Sunday, August 29, 2010

Martial Arts is bad for your muscles?

Interesting.  The physiological and psychological stress of sparring creates a hormonal response which is catabolic.  Testosterone goes done....cortisol goes up.

So by all means train in martial arts, but be careful of the level of stress - physical and psychological - that you are using.

Hormonal response to Taekwondo fighting simulation in elite adolescent athletes

Exercise training efficiency depends on the training load, as well as on the athlete’s ability to tolerate it. The aim of the present study was to evaluate the effect of fighting simulation (3 fights, 6 min each, 30 min rest between fights) on anabolic (IGF-I, LH, FSH, estradiol, and testosterone) and catabolic hormones (cortisol) in elite, male (n = 10) and female (n = 10) adolescent (12–17 years) Taekwondo fighters. Blood samples were collected before the first and immediately after the third fight. The fighting simulation practice led to significant (p < 0.05) decreases in IGF-I (males −27.1 ± 25.6, females −22.4 ± 36.3 ng/ml), LH (males −0.7 ± 1.2, females −2.3 ± 3.3 U/L), and FSH (males −0.9 ± 0.5, females −1.5 ± 1.1 U/L), and to a significant increase (p < 0.05) in cortisol (males 141.9 ± 30.1, females 64.1 ± 30.6 mcg/dL) in both genders. Fighting simulation decreases in testosterone (males −1.9 ± 1.6, females −0.02 ± 0.06 ng/mL), and free androgen index (males −20.1 ± 21.5, females −0.3 ± 0.5) were significant (p < 0.05) only in male fighters. Exercise had no significant effect on estradiol, sex-hormone-binding globulins or thyroid function tests. Our data demonstrate that the physiologic and psychologic strain of a Taekwondo fighting simulation day led to a catabolic-type circulating hormonal response.


Bryan said...

I am curious if you think that this is consistent across all martial arts.
The reason that I ask is that Tae Kwon Do sparring may be more stressful due to the nature of the art and how points are scored?
As with most "traditional" arts, there is a great degree of emphasis on the "correct form", rather than just knocking the guy (or girl) out.
How do you think this contributes to your findings if at all?

Bryan said...

BTW, very cool and informative site.

Billy Oblivion said...

It's not martial arts that's the issue, it's the sparring. You can't train effectively to fight without fighting, but it would be interesting to see this replicated across various disciplines--striking v.s. grappling v.s. arts that use different methods to stress test.

Asclepius said...

I would echo Billy Oblivion here. sparring should not be 'fighting'. Sparring should be used to work on technique and as a courtesy to your partner (NOT opponent), you should spar to their level (or they to yours - whomsoever is of the lower ability).

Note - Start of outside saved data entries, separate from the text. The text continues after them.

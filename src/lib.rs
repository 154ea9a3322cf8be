//! Babelgate: translation dispatch engine.
//! Accepts translation tasks over an in-process message bus, schedules them
//! through per-class bounded queues, and drives worker pools that resolve
//! caches, pick model tiers with a degradation cascade, and run the
//! structure-preserving segmentation pipeline against a pluggable engine.

pub mod bus;
pub mod cache;
pub mod config;
pub mod detect;
pub mod engine;
pub mod error;
pub mod metrics;
pub mod scheduler;
pub mod segment;
pub mod task;
pub mod tier;
pub mod worker;

use std::future::Future;
use std::sync::atomic::{AtomicBool, Ordering};
use std::sync::Arc;

use serde::Serialize;
use tokio_util::sync::CancellationToken;
use tracing::info;

use bus::MessageBus;
use cache::{CacheManager, SharedCache};
use config::{EngineConfig, TierConfig};
use engine::pool::EnginePool;
use engine::registry::TierRegistry;
use engine::{EngineError, TranslationEngine};
use error::DispatchError;
use metrics::{metric_names, MetricsRegistry};
use scheduler::{DualQueueScheduler, QueueDepths};
use segment::SegmentPipeline;
use task::{TranslationEvent, TranslationTask};
use worker::{WorkerContext, WorkerPool};

pub use task::{ConversationClass, TierName, TranslationFailure, TranslationResult};

/// Snapshot exposed to external health/readiness probes.
#[derive(Debug, Clone, Serialize)]
#[serde(rename_all = "camelCase")]
pub struct EngineStats {
    pub queue_depths: QueueDepths,
    pub cache_hit_rate: f32,
    pub tiers_loaded: Vec<TierName>,
    pub translations_processed: u64,
}

/// The assembled dispatch engine. Constructed explicitly with an engine
/// handle per worker; the embedder owns bootstrap and the outer API
/// surface.
pub struct DispatchEngine {
    config: EngineConfig,
    bus: Arc<MessageBus>,
    scheduler: Arc<DualQueueScheduler>,
    cache: Arc<CacheManager>,
    registry: Arc<TierRegistry>,
    engines: Arc<EnginePool>,
    pipeline: Arc<SegmentPipeline>,
    metrics: Arc<MetricsRegistry>,
    shutdown: CancellationToken,
    workers: parking_lot::Mutex<Option<WorkerPool>>,
    started: AtomicBool,
}

impl std::fmt::Debug for DispatchEngine {
    fn fmt(&self, f: &mut std::fmt::Formatter<'_>) -> std::fmt::Result {
        f.debug_struct("DispatchEngine")
            .field("started", &self.started.load(Ordering::SeqCst))
            .finish_non_exhaustive()
    }
}

impl DispatchEngine {
    /// Validate the configuration and wire the components together.
    /// `handles` become the engine pool; size it to the worker count so
    /// every worker can hold an exclusive handle.
    pub fn new(
        config: EngineConfig,
        handles: Vec<Box<dyn TranslationEngine>>,
    ) -> Result<Self, DispatchError> {
        config.validate()?;
        if handles.is_empty() {
            return Err(DispatchError::Internal(
                "at least one engine handle is required".into(),
            ));
        }

        let scheduler = DualQueueScheduler::new(
            config.queues.standard_capacity,
            config.queues.broadcast_capacity,
        );
        let bus = Arc::new(MessageBus::new(
            Arc::clone(&scheduler),
            config.pipeline.event_capacity,
            config.max_input_chars(),
        ));

        Ok(Self {
            bus,
            scheduler,
            cache: Arc::new(CacheManager::new(&config.cache)),
            registry: Arc::new(TierRegistry::new(&config.tiers)),
            engines: EnginePool::new(handles),
            pipeline: Arc::new(SegmentPipeline::new(&config.pipeline)),
            metrics: Arc::new(MetricsRegistry::new()),
            shutdown: CancellationToken::new(),
            workers: parking_lot::Mutex::new(None),
            started: AtomicBool::new(false),
            config,
        })
    }

    /// Spawn the worker pools and background maintenance. Idempotent.
    pub fn start(&self) {
        if self.started.swap(true, Ordering::SeqCst) {
            return;
        }

        let ctx = WorkerContext {
            scheduler: Arc::clone(&self.scheduler),
            bus: Arc::clone(&self.bus),
            cache: Arc::clone(&self.cache),
            registry: Arc::clone(&self.registry),
            engines: Arc::clone(&self.engines),
            pipeline: Arc::clone(&self.pipeline),
            metrics: Arc::clone(&self.metrics),
            shutdown: self.shutdown.clone(),
        };
        let pool = WorkerPool::spawn(ctx, self.config.workers.standard, self.config.workers.broadcast);
        *self.workers.lock() = Some(pool);

        if let Some(shared) = self.cache.shared() {
            SharedCache::spawn_cleanup_loop(
                shared,
                self.config.cache.shared_cleanup_interval,
                self.shutdown.clone(),
            );
        }

        info!("dispatch engine started");
    }

    /// Load every configured tier through `load` with the bounded retry
    /// policy. Runs once at startup; workers start serving a tier the
    /// moment it flips to Ready.
    pub async fn load_tiers<F, Fut>(&self, load: F)
    where
        F: Fn(TierConfig) -> Fut,
        Fut: Future<Output = Result<(), EngineError>>,
    {
        let span = self.metrics.span(metric_names::TIER_LOAD);
        self.registry.load_all(&self.config.load_retry, load).await;
        span.finish();
    }

    /// Fire-and-forget submission; see [`MessageBus::submit`].
    pub fn submit(&self, task: TranslationTask) -> String {
        self.bus.submit(task)
    }

    /// Outbound result/error stream.
    pub fn subscribe(&self) -> tokio::sync::broadcast::Receiver<TranslationEvent> {
        self.bus.subscribe()
    }

    pub fn stats(&self) -> EngineStats {
        EngineStats {
            queue_depths: self.scheduler.depths(),
            cache_hit_rate: self.cache.hit_rate(),
            tiers_loaded: self.registry.tiers_loaded(),
            translations_processed: self
                .metrics
                .counter_value(metric_names::TRANSLATIONS_PROCESSED),
        }
    }

    /// Ready to serve: workers running and at least one tier loaded.
    pub fn is_ready(&self) -> bool {
        self.started.load(Ordering::SeqCst) && self.registry.any_loaded()
    }

    pub fn registry(&self) -> &TierRegistry {
        &self.registry
    }

    pub fn metrics(&self) -> &Arc<MetricsRegistry> {
        &self.metrics
    }

    /// Stop accepting dequeues, let workers drain their current task, and
    /// wait for every worker to exit.
    pub async fn shutdown(&self) {
        self.shutdown.cancel();
        let pool = self.workers.lock().take();
        if let Some(pool) = pool {
            pool.join().await;
        }
        info!("dispatch engine stopped");
    }
}

/// Initialize tracing for binaries and tests that embed the engine.
pub fn init_tracing() {
    let _ = tracing_subscriber::fmt()
        .with_env_filter(
            tracing_subscriber::EnvFilter::try_from_default_env()
                .unwrap_or_else(|_| "babelgate=debug".parse().expect("valid filter")),
        )
        .with_target(true)
        .try_init();
}

#[cfg(test)]
mod tests {
    use super::*;

    #[test]
    fn empty_handle_list_is_rejected() {
        let err = DispatchEngine::new(EngineConfig::default(), Vec::new()).unwrap_err();
        assert!(matches!(err, DispatchError::Internal(_)));
    }

    #[test]
    fn invalid_config_is_rejected() {
        let mut cfg = EngineConfig::default();
        cfg.workers.standard = 0;
        struct Noop;
        #[async_trait::async_trait]
        impl TranslationEngine for Noop {
            async fn translate(
                &mut self,
                _request: engine::EngineRequest,
                _cancel: &CancellationToken,
            ) -> Result<engine::EngineReply, EngineError> {
                Err(EngineError::Cancelled)
            }
        }
        assert!(DispatchEngine::new(cfg, vec![Box::new(Noop)]).is_err());
    }
}
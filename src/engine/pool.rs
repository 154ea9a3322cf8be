//! Engine handle pool. Each worker checks out an exclusive handle for the
//! duration of one engine call; the handle returns to the pool on drop.
//! Sharing a mutable handle across concurrent calls corrupts translations,
//! so exclusivity is enforced structurally here.

use std::sync::Arc;

use parking_lot::Mutex;
use tokio::sync::{OwnedSemaphorePermit, Semaphore};
use tokio_util::sync::CancellationToken;

use super::{EngineError, EngineReply, EngineRequest, TranslationEngine};

/// Fixed-size pool of boxed engine handles, sized to the worker count.
pub struct EnginePool {
    handles: Mutex<Vec<Box<dyn TranslationEngine>>>,
    permits: Arc<Semaphore>,
    size: usize,
}

impl EnginePool {
    pub fn new(handles: Vec<Box<dyn TranslationEngine>>) -> Arc<Self> {
        let permits = Arc::new(Semaphore::new(handles.len()));
        Arc::new(Self {
            size: handles.len(),
            handles: Mutex::new(handles),
            permits,
        })
    }

    pub fn size(&self) -> usize {
        self.size
    }

    /// Wait for a free handle and take exclusive ownership of it.
    pub async fn checkout(self: &Arc<Self>) -> EngineHandle {
        let permit = Arc::clone(&self.permits)
            .acquire_owned()
            .await
            .expect("engine pool semaphore never closes");
        let engine = self
            .handles
            .lock()
            .pop()
            .expect("permit guarantees an available handle");
        EngineHandle {
            pool: Arc::clone(self),
            engine: Some(engine),
            _permit: permit,
        }
    }
}

/// Exclusive loan of one engine handle.
pub struct EngineHandle {
    pool: Arc<EnginePool>,
    engine: Option<Box<dyn TranslationEngine>>,
    _permit: OwnedSemaphorePermit,
}

impl EngineHandle {
    pub async fn translate(
        &mut self,
        request: EngineRequest,
        cancel: &CancellationToken,
    ) -> Result<EngineReply, EngineError> {
        self.engine
            .as_mut()
            .expect("handle present until drop")
            .translate(request, cancel)
            .await
    }
}

impl Drop for EngineHandle {
    fn drop(&mut self) {
        if let Some(engine) = self.engine.take() {
            self.pool.handles.lock().push(engine);
        }
    }
}

#[cfg(test)]
mod tests {
    use super::*;
    use async_trait::async_trait;

    struct CountingEngine(usize);

    #[async_trait]
    impl TranslationEngine for CountingEngine {
        async fn translate(
            &mut self,
            request: EngineRequest,
            _cancel: &CancellationToken,
        ) -> Result<EngineReply, EngineError> {
            self.0 += 1;
            Ok(EngineReply {
                text: format!("[{}] {}", self.0, request.text),
                confidence: 1.0,
            })
        }
    }

    fn request() -> EngineRequest {
        EngineRequest {
            text: "hi".into(),
            source_lang: "en".into(),
            target_lang: "fr".into(),
            tier: crate::task::TierName::Basic,
        }
    }

    #[tokio::test]
    async fn checkout_gives_exclusive_handles() {
        let pool = EnginePool::new(vec![
            Box::new(CountingEngine(0)),
            Box::new(CountingEngine(0)),
        ]);
        let cancel = CancellationToken::new();

        let mut a = pool.checkout().await;
        let mut b = pool.checkout().await;
        assert!(a.translate(request(), &cancel).await.is_ok());
        assert!(b.translate(request(), &cancel).await.is_ok());
        drop(a);
        drop(b);

        // Both handles returned; a third checkout succeeds immediately.
        let mut c = pool.checkout().await;
        assert!(c.translate(request(), &cancel).await.is_ok());
    }

    #[tokio::test]
    async fn checkout_waits_for_returned_handle() {
        let pool = EnginePool::new(vec![Box::new(CountingEngine(0))]);
        let held = pool.checkout().await;

        let pool2 = Arc::clone(&pool);
        let waiter = tokio::spawn(async move {
            let _handle = pool2.checkout().await;
        });

        // The waiter cannot finish until the held handle drops.
        tokio::task::yield_now().await;
        assert!(!waiter.is_finished());
        drop(held);
        waiter.await.expect("waiter completes");
    }
}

Interestingly though, this post makes me think of other sports and games. I wonder how stressful something like chess is where games can be long and demanding, and where there is an extreme element of competition?

Anonymous said...

it would be interesting to see a broader study particularly of those who practice the mental aspects of the art. traditionally that is said to be important as the physical. Maybe the study is evidence of this. Also, using the evolution perspective human beings are not really designed for continusous pressure pot fighting - may be the tolerable upper limit was just exceeded in this study.

Nicola said...

Very interesting to read, thanks - agree with anonymous re broader study

Chris D said...

The study does not indicate how long the cortisol, testosterone and androgen indexes remained altered. Would be interested to find out.

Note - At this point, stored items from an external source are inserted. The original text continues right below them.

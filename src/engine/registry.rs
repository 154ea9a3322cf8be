//! Tier registry: which model tiers are currently loaded.
//! Load state per tier lives behind a watch channel so concurrent callers
//! can await readiness instead of busy-polling. Startup loading applies a
//! bounded retry policy: timeouts back off and retry, anything else fails
//! the tier immediately.

use std::collections::HashMap;
use std::future::Future;

use tokio::sync::watch;
use tracing::{info, warn};

use super::{EngineError, LoadState};
use crate::config::{RetryPolicy, TierConfig};
use crate::task::TierName;

struct TierSlot {
    config: TierConfig,
    tx: watch::Sender<LoadState>,
    // Kept so the channel survives with zero external subscribers.
    _rx: watch::Receiver<LoadState>,
}

/// Immutable tier table plus mutable per-tier load state.
pub struct TierRegistry {
    slots: HashMap<TierName, TierSlot>,
}

impl TierRegistry {
    pub fn new(tiers: &[TierConfig]) -> Self {
        let slots = tiers
            .iter()
            .map(|config| {
                let (tx, rx) = watch::channel(LoadState::Unloaded);
                (
                    config.name,
                    TierSlot {
                        config: config.clone(),
                        tx,
                        _rx: rx,
                    },
                )
            })
            .collect();
        Self { slots }
    }

    pub fn config(&self, tier: TierName) -> Option<&TierConfig> {
        self.slots.get(&tier).map(|slot| &slot.config)
    }

    pub fn state(&self, tier: TierName) -> LoadState {
        self.slots
            .get(&tier)
            .map(|slot| *slot.tx.borrow())
            .unwrap_or(LoadState::Unloaded)
    }

    pub fn is_loaded(&self, tier: TierName) -> bool {
        self.state(tier) == LoadState::Ready
    }

    /// Tiers currently serving traffic, most expensive first.
    pub fn tiers_loaded(&self) -> Vec<TierName> {
        TierName::CASCADE
            .into_iter()
            .filter(|&tier| self.is_loaded(tier))
            .collect()
    }

    pub fn any_loaded(&self) -> bool {
        self.slots
            .values()
            .any(|slot| *slot.tx.borrow() == LoadState::Ready)
    }

    pub fn mark(&self, tier: TierName, state: LoadState) {
        if let Some(slot) = self.slots.get(&tier) {
            slot.tx.send_replace(state);
        }
    }

    /// Await a terminal load state for the tier. Returns true once Ready,
    /// false on Failed or if the tier is not configured.
    pub async fn wait_ready(&self, tier: TierName) -> bool {
        let Some(slot) = self.slots.get(&tier) else {
            return false;
        };
        let mut rx = slot.tx.subscribe();
        loop {
            match *rx.borrow_and_update() {
                LoadState::Ready => return true,
                LoadState::Failed => return false,
                _ => {}
            }
            if rx.changed().await.is_err() {
                return false;
            }
        }
    }

    /// Load every configured tier through `load`, applying the bounded
    /// retry policy per tier. Runs once at startup, outside the hot path.
    pub async fn load_all<F, Fut>(&self, retry: &RetryPolicy, load: F)
    where
        F: Fn(TierConfig) -> Fut,
        Fut: Future<Output = Result<(), EngineError>>,
    {
        for slot in self.slots.values() {
            let tier = slot.config.name;
            self.mark(tier, LoadState::Loading);

            let mut attempt: u32 = 1;
            loop {
                match load(slot.config.clone()).await {
                    Ok(()) => {
                        info!(%tier, attempt, "tier loaded");
                        self.mark(tier, LoadState::Ready);
                        break;
                    }
                    Err(EngineError::Timeout) if attempt < retry.max_attempts => {
                        let backoff = retry.backoff(attempt);
                        warn!(
                            %tier,
                            attempt,
                            backoff_ms = backoff.as_millis() as u64,
                            "tier load timed out, retrying"
                        );
                        tokio::time::sleep(backoff).await;
                        attempt += 1;
                    }
                    Err(e) => {
                        warn!(%tier, attempt, error = %e, "tier load failed");
                        self.mark(tier, LoadState::Failed);
                        break;
                    }
                }
            }
        }
    }
}
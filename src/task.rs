//! Task and event wire types exchanged with the calling gateway.
//! Field names follow the bus protocol (camelCase JSON); the gateway
//! correlates responses by taskId + targetLanguage, never by arrival order.

use serde::{Deserialize, Serialize};

use crate::error::ErrorCode;

/// Quality/cost level of a translation model.
#[derive(Debug, Clone, Copy, PartialEq, Eq, Hash, Serialize, Deserialize)]
#[serde(rename_all = "lowercase")]
pub enum TierName {
    Basic,
    Medium,
    Premium,
}

impl TierName {
    /// Degradation order for the fallback cascade (most to least expensive).
    pub const CASCADE: [TierName; 3] = [TierName::Premium, TierName::Medium, TierName::Basic];

    /// Cost rank: higher means more expensive.
    pub fn rank(self) -> u8 {
        match self {
            TierName::Basic => 0,
            TierName::Medium => 1,
            TierName::Premium => 2,
        }
    }

    /// Next cheaper tier, if any.
    pub fn cheaper(self) -> Option<TierName> {
        match self {
            TierName::Premium => Some(TierName::Medium),
            TierName::Medium => Some(TierName::Basic),
            TierName::Basic => None,
        }
    }

    pub fn as_str(self) -> &'static str {
        match self {
            TierName::Basic => "basic",
            TierName::Medium => "medium",
            TierName::Premium => "premium",
        }
    }
}

impl std::fmt::Display for TierName {
    fn fmt(&self, f: &mut std::fmt::Formatter<'_>) -> std::fmt::Result {
        f.write_str(self.as_str())
    }
}

/// Traffic class used to isolate queue capacity. Broadcast conversations
/// fan out to many languages and must not starve one-to-one traffic.
#[derive(Debug, Clone, Copy, PartialEq, Eq, Hash, Default, Serialize, Deserialize)]
#[serde(rename_all = "lowercase")]
pub enum ConversationClass {
    #[default]
    Standard,
    Broadcast,
}

impl ConversationClass {
    pub fn as_str(self) -> &'static str {
        match self {
            ConversationClass::Standard => "standard",
            ConversationClass::Broadcast => "broadcast",
        }
    }
}

impl std::fmt::Display for ConversationClass {
    fn fmt(&self, f: &mut std::fmt::Formatter<'_>) -> std::fmt::Result {
        f.write_str(self.as_str())
    }
}

/// One unit of translation work submitted by the gateway.
#[derive(Debug, Clone, Serialize, Deserialize)]
#[serde(rename_all = "camelCase")]
pub struct TranslationTask {
    /// Caller-assigned, unique.
    pub task_id: String,
    pub message_id: String,
    pub text: String,
    /// ISO 639-1 code, or "auto" for detection.
    #[serde(default = "default_source_language")]
    pub source_language: String,
    /// ISO 639-1 codes.
    pub target_languages: Vec<String>,
    #[serde(default)]
    pub conversation_class: ConversationClass,
    #[serde(default = "default_tier")]
    pub requested_tier: TierName,
}

fn default_source_language() -> String {
    "auto".to_string()
}

fn default_tier() -> TierName {
    TierName::Medium
}

impl TranslationTask {
    /// Admission-time validation. Failures become INVALID_ARGUMENT events
    /// and the task never enters a queue.
    pub fn validate(&self, max_input_chars: usize) -> Result<(), String> {
        if self.task_id.is_empty() {
            return Err("taskId must not be empty".into());
        }
        if self.text.trim().is_empty() {
            return Err("text must not be empty".into());
        }
        if self.target_languages.is_empty() {
            return Err("targetLanguages must not be empty".into());
        }
        if self.target_languages.iter().any(|l| l.trim().is_empty()) {
            return Err("targetLanguages must not contain empty codes".into());
        }
        let chars = self.text.chars().count();
        if chars > max_input_chars {
            return Err(format!(
                "text length {chars} exceeds maximum input length {max_input_chars}"
            ));
        }
        Ok(())
    }
}

/// One completed translation, published per (task, targetLanguage) pair.
#[derive(Debug, Clone, Serialize, Deserialize)]
#[serde(rename_all = "camelCase")]
pub struct TranslationResult {
    pub task_id: String,
    pub target_language: String,
    pub translated_text: String,
    /// Tier that actually produced the text ("none" for source-language echo).
    pub tier_used: String,
    pub confidence: f32,
    pub from_cache: bool,
    pub processing_time_ms: u64,
}

/// A terminal failure for a task or a (task, targetLanguage) pair.
#[derive(Debug, Clone, Serialize, Deserialize)]
#[serde(rename_all = "camelCase")]
pub struct TranslationFailure {
    pub task_id: String,
    /// Absent for admission-time rejections, which cover the whole task.
    #[serde(skip_serializing_if = "Option::is_none")]
    pub target_language: Option<String>,
    pub code: ErrorCode,
    pub message: String,
}

/// Server-push event stream payload.
#[derive(Debug, Clone, Serialize)]
#[serde(tag = "event", rename_all = "camelCase")]
pub enum TranslationEvent {
    Result(TranslationResult),
    Error(TranslationFailure),
}

impl TranslationEvent {
    pub fn task_id(&self) -> &str {
        match self {
            TranslationEvent::Result(r) => &r.task_id,
            TranslationEvent::Error(e) => &e.task_id,
        }
    }
}
//! Message bus gateway: the asynchronous boundary between the external
//! Gateway process and the dispatch engine. Submission is fire-and-forget;
//! results and errors come back on a broadcast stream correlated by taskId
//! and target language. Delivery is at-most-once per attempt — retry is
//! the Gateway's responsibility.

use std::sync::Arc;

use tokio::sync::broadcast;
use tracing::{debug, warn};

use crate::error::ErrorCode;
use crate::scheduler::DualQueueScheduler;
use crate::task::{TranslationEvent, TranslationFailure, TranslationTask};

pub struct MessageBus {
    scheduler: Arc<DualQueueScheduler>,
    events: broadcast::Sender<TranslationEvent>,
    max_input_chars: usize,
}

impl MessageBus {
    pub fn new(
        scheduler: Arc<DualQueueScheduler>,
        event_capacity: usize,
        max_input_chars: usize,
    ) -> Self {
        let (events, _) = broadcast::channel(event_capacity);
        Self {
            scheduler,
            events,
            max_input_chars,
        }
    }

    /// Accept a task for processing. Non-blocking: malformed tasks and
    /// full queues turn into error events without ever reaching a worker.
    /// Returns the task id for correlation.
    pub fn submit(&self, task: TranslationTask) -> String {
        let task_id = task.task_id.clone();

        if let Err(reason) = task.validate(self.max_input_chars) {
            debug!(task_id = %task_id, %reason, "task rejected at validation");
            self.publish_error(&task_id, None, ErrorCode::InvalidArgument, reason);
            return task_id;
        }

        if let Err(e) = self.scheduler.enqueue(task) {
            warn!(task_id = %task_id, error = %e, "task rejected at admission");
            self.publish_error(&task_id, None, e.code(), e.to_string());
        }

        task_id
    }

    /// Subscribe to the outbound result/error stream. Slow subscribers may
    /// lose events (at-most-once).
    pub fn subscribe(&self) -> broadcast::Receiver<TranslationEvent> {
        self.events.subscribe()
    }

    /// Publish an event to all current subscribers. With no subscriber the
    /// event is dropped, by design.
    pub fn publish(&self, event: TranslationEvent) {
        let _ = self.events.send(event);
    }

    pub fn publish_error(
        &self,
        task_id: &str,
        target_language: Option<String>,
        code: ErrorCode,
        message: String,
    ) {
        self.publish(TranslationEvent::Error(TranslationFailure {
            task_id: task_id.to_string(),
            target_language,
            code,
            message,
        }));
    }
}

#[cfg(test)]
mod tests {
    use super::*;
    use crate::task::{ConversationClass, TierName};

    fn bus_with_capacity(capacity: usize) -> MessageBus {
        let scheduler = DualQueueScheduler::new(capacity, capacity);
        MessageBus::new(scheduler, 64, 10_000)
    }

    fn task(id: &str) -> TranslationTask {
        TranslationTask {
            task_id: id.into(),
            message_id: format!("m-{id}"),
            text: "hello world".into(),
            source_language: "en".into(),
            target_languages: vec!["fr".into()],
            conversation_class: ConversationClass::Standard,
            requested_tier: TierName::Basic,
        }
    }

    #[tokio::test]
    async fn malformed_task_yields_invalid_argument_event() {
        let bus = bus_with_capacity(8);
        let mut events = bus.subscribe();

        let mut bad = task("t-1");
        bad.text = String::new();
        let id = bus.submit(bad);
        assert_eq!(id, "t-1");

        match events.recv().await.expect("event") {
            TranslationEvent::Error(e) => {
                assert_eq!(e.code, ErrorCode::InvalidArgument);
                assert_eq!(e.task_id, "t-1");
                assert!(e.target_language.is_none());
            }
            other => panic!("expected error event, got {other:?}"),
        }
    }

    #[tokio::test]
    async fn missing_targets_rejected_before_enqueue() {
        let bus = bus_with_capacity(8);
        let mut events = bus.subscribe();

        let mut bad = task("t-2");
        bad.target_languages.clear();
        bus.submit(bad);

        match events.recv().await.expect("event") {
            TranslationEvent::Error(e) => assert_eq!(e.code, ErrorCode::InvalidArgument),
            other => panic!("expected error event, got {other:?}"),
        }
        // Nothing was admitted.
        assert_eq!(
            bus.scheduler.depth(crate::task::ConversationClass::Standard),
            0
        );
    }

    #[tokio::test]
    async fn full_queue_yields_resource_exhausted_event() {
        let bus = bus_with_capacity(1);
        let mut events = bus.subscribe();

        bus.submit(task("t-1"));
        bus.submit(task("t-2"));

        match events.recv().await.expect("event") {
            TranslationEvent::Error(e) => {
                assert_eq!(e.code, ErrorCode::ResourceExhausted);
                assert_eq!(e.task_id, "t-2");
            }
            other => panic!("expected error event, got {other:?}"),
        }
    }
}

Otherwise it could just be a temporary side effect, or could correspond with an increased testosterone response post workout.

Cortisol could also just be going up to regulate blood sugar.

John Sifferman said...

Remember that the body cannot differentiate between a real physical threat, or simply a perceived one that may arise from an activity such as sparring.

The hormonal response cited in the study is not unique to Taekwondo or martial arts, but to anything that invokes the fight or flight response.

Adam said...

Once again Chris, another excellent post.

Without subcribing to the page and reading the full article the results you have ncluded here prompt many questions.

How competent were the TKD practitioners? Were they confident? Were the sparring sessions very hard and full on?

Much of the hormonal releases during the practise of martial arts and combat sports are stimulated by mental stressor rather then the actual physical exertion. This is a key difference between normal strength and condictioning and S & C in say, a bjj match or even MMA match. Hormaones released via mental ressures are said to have far more degenerative effects than during simple S & C sessions such as slow motion time and tunnel vision to name just two.

I am not at all surprised by the results as combat, and even a simple TKD sparring session, is a toxic environmant, especially for the mind.

John said...

Bad for muscles? No I am sure of that martial arts is never bad for the muscles except if you allow it to hurt so much and have bruises. It can even be a great way of exercising while improving the physical strength of every player or individual joining this. :) For me martial arts rock! Try it and you'll see.